**Your goal**
Repeat the lines of the data exactly, from the first one through the one that contains "The library itself".

(Stored data entries)
- - - - - - -

//! Progress-callback trait for per-stage pipeline events.
//!
//! Inject an [`Arc<dyn PipelineProgressCallback>`] via
//! [`crate::config::PipelineConfigBuilder::progress_callback`] to receive
//! events as the pipeline unpacks, extracts and renders. The library itself
//! never prints; the CLI turns these events into stdout messages and a
//! progress bar.
//!
//! # Example
//!
//! ```rust
//! use bitacora_games::{GameRecord, PipelineConfig, PipelineProgressCallback};
//! use std::sync::{Arc, atomic::{AtomicUsize, Ordering}};
//!
//! struct CountingCallback {
//!     records: AtomicUsize,
//! }
//!
//! impl PipelineProgressCallback for CountingCallback {
//!     fn on_record(&self, index: usize, record: &GameRecord) {
//!         self.records.fetch_add(1, Ordering::SeqCst);
//!         println!("#{index}: {}", record.title);
//!     }
//! }
//!
//! let counter = Arc::new(CountingCallback { records: AtomicUsize::new(0) });
//!
//! let config = PipelineConfig::builder()
//!     .progress_callback(counter as Arc<dyn PipelineProgressCallback>)
//!     .build()
//!     .unwrap();
//! ```

use crate::error::RecordIssue;
use crate::output::{GameRecord, RunStats};
use serde::{Deserialize, Serialize};
use std::fmt;
use std::path::Path;
use std::sync::Arc;

/// The pipeline stages, in execution order.
#[derive(Debug, Clone, Copy, PartialEq, Eq, Serialize, Deserialize)]
pub enum Stage {
    Unpack,
    Extract,
    Write,
    Thumbnails,
}

impl fmt::Display for Stage {
    fn fmt(&self, f: &mut fmt::Formatter<'_>) -> fmt::Result {
        f.write_str(match self {
            Stage::Unpack => "Unpacking archive",
            Stage::Extract => "Extracting games",
            Stage::Write => "Writing game data",
            Stage::Thumbnails => "Rendering thumbnails",
        })
    }
}

/// Called by the pipeline as it runs.
///
/// All methods have default no-op implementations so callers only override
/// what they care about. The pipeline is single-threaded; `Send + Sync` is
/// required only so configs can be shared across threads by callers.
pub trait PipelineProgressCallback: Send + Sync {
    /// Called when a stage begins.
    fn on_stage_start(&self, stage: Stage) {
        let _ = stage;
    }

    /// Called for each record extracted, in document order.
    ///
    /// # Arguments
    /// * `index`: 0-indexed position in the output array
    /// * `record`: the cleaned record
    fn on_record(&self, index: usize, record: &GameRecord) {
        let _ = (index, record);
    }

    /// Called for every non-fatal problem found during extraction or validation.
    fn on_issue(&self, issue: &RecordIssue) {
        let _ = issue;
    }

    /// Called once the number of source images is known.
    fn on_thumbnails_start(&self, total: usize) {
        let _ = total;
    }

    /// Called after each thumbnail is written.
    ///
    /// # Arguments
    /// * `done`: thumbnails written so far, including this one
    /// * `total`: thumbnails to render
    /// * `output`: path of the file just written
    fn on_thumbnail(&self, done: usize, total: usize, output: &Path) {
        let _ = (done, total, output);
    }

    /// Called once after every stage succeeded.
    fn on_run_complete(&self, stats: &RunStats) {
        let _ = stats;
    }
}

/// A no-op implementation for callers that don't need progress events.
pub struct NoopProgressCallback;

impl PipelineProgressCallback for NoopProgressCallback {}

/// Convenience alias matching the type stored in [`crate::config::PipelineConfig`].
pub type ProgressCallback = Arc<dyn PipelineProgressCallback>;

- - - - - - -

**Reply**
//! Progress-callback trait for per-stage pipeline events.
//!
//! Inject an [`Arc<dyn PipelineProgressCallback>`] via
//! [`crate::config::PipelineConfigBuilder::progress_callback`] to receive
//! events as the pipeline unpacks, extracts and renders. The library itself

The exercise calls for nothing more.